Capital: Recently, Bako Sahakyan, the president of Artsakh, announced that they are not displeased by leaders of Armenia for not recognizing Artsakh’s independence, because at this given moment it is not expedient. Are such statements appropriate in this case?

Giro Manoyan: Our state officials are not correct when they interpret the actions of presidents of other countries. This does not refer only to the current presidents of Artsakh and Armenia. Such a position, in my opinion, is not appropriate. I think that the president of Artsakh was obliged to give that explanation so that people wouldn’t then say, why are the officials of Artsakh not demanding the recognition of Artsakh’s independence by Armenian authorities? I find it incomprehensible that the day after the decision of the ICJ, Stepanakert made an announcement about a rally and then later cancelled it for reasons which are unclear. It remains unclear as to who the organizers were and who eventually cancelled it. I really regret it because this was a great opportunity for Mountainous Karabakh to show to the world that all of its steps have been in keeping with the norms of international law and with the laws of the Soviet Union of the time.

Capital: According to you, what is the passive position of Artsakh’s society and authorities conditioned by?

Giro Manoyan: I think it is possible to explain society’s passiveness in this way: society is placing its trust in the authorities and the authorities are placing their trust in Armenia’s authorities. At any rate, this approach is not right. I am convinced that this passiveness in reality does not reflect the position of Artsakh’s society. Every time Artsakh’s society hears the name of the Madrid document they are extremely concerned. I believe, that the position of the authorities isn’t that way either, something which we are seeing. I also believe that it is not right that authorities in Armenia invite the international community’s pressure on one point – on the Armenian president. Turkey’s example is a quite reasonable and flexible one when Prime Minister Erdogan, being the leader of the parliamentary majority, announced, that he could not guarantee the ratification of the Armenia-Turkey protocols meant to normalize relations.
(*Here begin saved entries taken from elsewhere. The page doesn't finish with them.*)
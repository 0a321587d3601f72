//! Duplex session over a WebSocket.
//!
//! Each socket gets a writer task fed by a bounded channel and a read loop in
//! the upgrade task. Requests from the peer run concurrently; their replies go
//! out through the same writer.

use crate::download::DownloadCoordinator;
use crate::metrics::ACTIVE_SESSIONS;
use crate::upload::UploadCoordinator;
use axum::extract::ws::{CloseFrame, Message, Utf8Bytes, WebSocket, close_code};
use ferry_core::{Event, Frame, FrameKind, PendingReplies, Reply};
use futures::{SinkExt, StreamExt};
use std::sync::Arc;
use std::time::Duration;
use tokio::sync::mpsc;
use tokio_util::sync::CancellationToken;
use tokio_util::task::TaskTracker;

/// Frames buffered per session before senders wait for the writer.
pub const OUTBOUND_BUFFER: usize = 256;

#[derive(Debug, thiserror::Error)]
pub enum SessionError {
    #[error("session closed")]
    Closed,

    #[error("no reply to {event} within {timeout:?}")]
    Timeout {
        event: &'static str,
        timeout: Duration,
    },
}

/// Sending half of one session, shared by the handlers and the download hub.
#[derive(Clone)]
pub struct Connection {
    outbound: mpsc::Sender<Frame>,
    pending: PendingReplies,
}

impl Connection {
    pub fn new(outbound: mpsc::Sender<Frame>) -> Self {
        Self {
            outbound,
            pending: PendingReplies::new(),
        }
    }

    /// Send a request and wait for the peer's reply.
    pub async fn request(&self, event: Event, timeout: Duration) -> Result<Reply, SessionError> {
        let name = event.name();
        let (id, rx) = self.pending.register();
        if self.outbound.send(Frame::request(id, event)).await.is_err() {
            self.pending.forget(id);
            return Err(SessionError::Closed);
        }
        match tokio::time::timeout(timeout, rx).await {
            Ok(Ok(reply)) => Ok(reply),
            Ok(Err(_)) => Err(SessionError::Closed),
            Err(_) => {
                self.pending.forget(id);
                Err(SessionError::Timeout {
                    event: name,
                    timeout,
                })
            }
        }
    }

    pub async fn notify(&self, event: Event) -> Result<(), SessionError> {
        self.outbound
            .send(Frame::notify(event))
            .await
            .map_err(|_| SessionError::Closed)
    }

    pub async fn reply(&self, id: u64, reply: Reply) -> Result<(), SessionError> {
        self.outbound
            .send(Frame::reply(id, reply))
            .await
            .map_err(|_| SessionError::Closed)
    }

    /// Hand a reply from the peer to the request waiting on `id`.
    pub fn resolve(&self, id: u64, reply: Reply) -> bool {
        self.pending.resolve(id, reply)
    }

    /// Fail every request still waiting on this session.
    pub fn close(&self) {
        self.pending.fail_all();
    }
}

/// Handlers bound to an authenticated session's role.
#[derive(Clone)]
pub enum SessionHandler {
    Upload(Arc<UploadCoordinator>),
    Download(Arc<DownloadCoordinator>),
}

impl SessionHandler {
    pub fn role(&self) -> &'static str {
        match self {
            Self::Upload(_) => "upload",
            Self::Download(_) => "download",
        }
    }

    fn rejected(&self, event: &Event) -> Reply {
        tracing::debug!(
            role = self.role(),
            event = event.name(),
            "rejecting event outside session role"
        );
        Reply::Rejected {
            reason: format!(
                "{} is not permitted on a {} session",
                event.name(),
                self.role()
            ),
        }
    }

    pub async fn handle_request(&self, event: Event) -> Reply {
        match (self, event) {
            (Self::Upload(upload), Event::UploadCreate(requests)) => {
                Reply::UploadCreate(upload.create(requests).await)
            }
            (Self::Upload(upload), Event::UploadComplete(job)) => {
                Reply::UploadComplete(upload.complete(job).await)
            }
            (Self::Upload(upload), Event::UploadChecksum(checksum)) => {
                Reply::UploadChecksum(upload.checksum(checksum).await)
            }
            (Self::Download(download), Event::DownloadComplete(jobs)) => {
                Reply::DownloadComplete(download.complete(jobs).await)
            }
            (Self::Download(download), Event::DownloadVerified(file)) => {
                download.verified(file).await;
                Reply::Received
            }
            (_, event) => self.rejected(&event),
        }
    }

    /// Handle a notification. Returns a rejection when the event is not
    /// permitted for this role.
    pub async fn handle_notify(&self, event: Event) -> Option<Reply> {
        match (self, event) {
            (Self::Download(download), Event::DownloadVerified(file)) => {
                download.verified(file).await;
                None
            }
            (_, event) => Some(self.rejected(&event)),
        }
    }

    async fn on_connect(&self, session_id: &str, connection: &Connection) -> Option<u64> {
        match self {
            Self::Upload(_) => None,
            Self::Download(download) => {
                Some(download.subscribe(session_id, connection.clone()).await)
            }
        }
    }

    fn on_disconnect(&self, subscription: Option<u64>) {
        if let (Self::Download(download), Some(id)) = (self, subscription) {
            download.unsubscribe(id);
        }
    }
}

/// Drive one upgraded socket until the peer goes away or `shutdown` fires.
/// On shutdown, queued frames are flushed and the socket is closed with
/// 1001 (going away).
pub async fn run(
    socket: WebSocket,
    handler: SessionHandler,
    session_id: String,
    shutdown: CancellationToken,
) {
    let role = handler.role();
    ACTIVE_SESSIONS.with_label_values(&[role]).inc();
    tracing::info!(role, %session_id, "session opened");

    let (mut sink, mut stream) = socket.split();
    let (tx, mut rx) = mpsc::channel::<Frame>(OUTBOUND_BUFFER);

    let stopping = shutdown.clone();
    let writer = tokio::spawn(async move {
        loop {
            let frame = tokio::select! {
                frame = rx.recv() => match frame {
                    Some(frame) => frame,
                    None => break,
                },
                _ = stopping.cancelled() => {
                    while let Ok(frame) = rx.try_recv() {
                        if write_frame(&mut sink, frame).await.is_err() {
                            break;
                        }
                    }
                    let close = CloseFrame {
                        code: close_code::AWAY,
                        reason: Utf8Bytes::from_static("server shutting down"),
                    };
                    let _ = sink.send(Message::Close(Some(close))).await;
                    break;
                }
            };
            if let Err(e) = write_frame(&mut sink, frame).await {
                tracing::debug!(error = %e, "session write failed");
                break;
            }
        }
        let _ = sink.close().await;
    });

    let connection = Connection::new(tx);
    let subscription = handler.on_connect(&session_id, &connection).await;
    let tracker = TaskTracker::new();

    loop {
        let message = tokio::select! {
            message = stream.next() => match message {
                Some(message) => message,
                None => break,
            },
            _ = shutdown.cancelled() => {
                tracing::debug!(%session_id, "closing session for shutdown");
                break;
            }
        };
        let bytes = match message {
            Ok(Message::Binary(bytes)) => bytes,
            Ok(Message::Close(_)) => break,
            Ok(_) => continue,
            Err(e) => {
                tracing::debug!(%session_id, error = %e, "session read failed");
                break;
            }
        };

        let frame = match Frame::decode(&bytes) {
            Ok(frame) => frame,
            Err(e) => {
                tracing::warn!(%session_id, error = %e, "dropping undecodable frame");
                continue;
            }
        };

        match frame.kind {
            FrameKind::Reply(reply) => {
                if !connection.resolve(frame.id, reply) {
                    tracing::debug!(id = frame.id, "reply for a request nobody is waiting on");
                }
            }
            FrameKind::Request(event) => {
                let handler = handler.clone();
                let connection = connection.clone();
                let id = frame.id;
                tracker.spawn(async move {
                    let reply = handler.handle_request(event).await;
                    if connection.reply(id, reply).await.is_err() {
                        tracing::debug!(id, "session closed before reply was sent");
                    }
                });
            }
            FrameKind::Notify(event) => {
                if let Some(reply) = handler.handle_notify(event).await {
                    let _ = connection.reply(frame.id, reply).await;
                }
            }
        }
    }

    handler.on_disconnect(subscription);
    tracker.close();
    tracker.wait().await;
    connection.close();
    drop(connection);
    let _ = writer.await;

    ACTIVE_SESSIONS.with_label_values(&[role]).dec();
    tracing::info!(role, %session_id, "session closed");
}

async fn write_frame<S>(sink: &mut S, frame: Frame) -> Result<(), axum::Error>
where
    S: futures::Sink<Message, Error = axum::Error> + Unpin,
{
    match frame.encode() {
        Ok(bytes) => sink.send(Message::Binary(bytes.into())).await,
        Err(e) => {
            tracing::warn!(error = %e, "failed to encode frame");
            Ok(())
        }
    }
}

#[cfg(test)]
mod tests {
    use super::*;

    #[tokio::test]
    async fn test_request_resolves_with_reply() {
        let (tx, mut rx) = mpsc::channel(4);
        let connection = Connection::new(tx);

        let peer = connection.clone();
        let responder = tokio::spawn(async move {
            let frame = rx.recv().await.unwrap();
            assert!(matches!(frame.kind, FrameKind::Request(Event::DownloadCreate(_))));
            assert!(peer.resolve(frame.id, Reply::Received));
        });

        let reply = connection
            .request(Event::DownloadCreate(Vec::new()), Duration::from_secs(5))
            .await
            .unwrap();
        assert_eq!(reply, Reply::Received);
        responder.await.unwrap();
    }

    #[tokio::test]
    async fn test_request_times_out() {
        let (tx, _rx) = mpsc::channel(4);
        let connection = Connection::new(tx);
        let err = connection
            .request(Event::DownloadCreate(Vec::new()), Duration::from_millis(20))
            .await
            .unwrap_err();
        assert!(matches!(err, SessionError::Timeout { event: "download:create", .. }));
    }

    #[tokio::test]
    async fn test_closed_connection() {
        let (tx, rx) = mpsc::channel(4);
        drop(rx);
        let connection = Connection::new(tx);
        assert!(matches!(
            connection
                .request(Event::DownloadCreate(Vec::new()), Duration::from_secs(1))
                .await,
            Err(SessionError::Closed)
        ));
    }
}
This work ethic is instructive especially when the real position of Artsakh is absolutely not passive.

Capital: Why, in your opinion, is the United States continually repeating that the decision of the Court cannot serve as a precedent for other conflicts?

Giro Manoyan: If Deputy Secretary of State Phillip Gordon had made this statement as a university professor, he would have been fired, because no such thing was said in The Hague’s decision. Of course, there is a section which refers particularly to Kosovo, however as I have already noted, in the decision regarding the interpretation of international law it states that states can unilaterally declare independence. The United States is saying that it is not a precedent so that it does not serve as a precedent and other conflicts don’t follow the Kosovo example. The United States, Russia (who has recognized the independence of Abkhazia and South Ossetia) and almost 70 other countries find themselves in a contradictory situation and are now trying to come out of that situation by saying that those states which they have recognized are exclusive examples. However, they are mistaken, because there is nothing exclusive; the international court states that the unilateral declaration of independence in no way contradicts international law.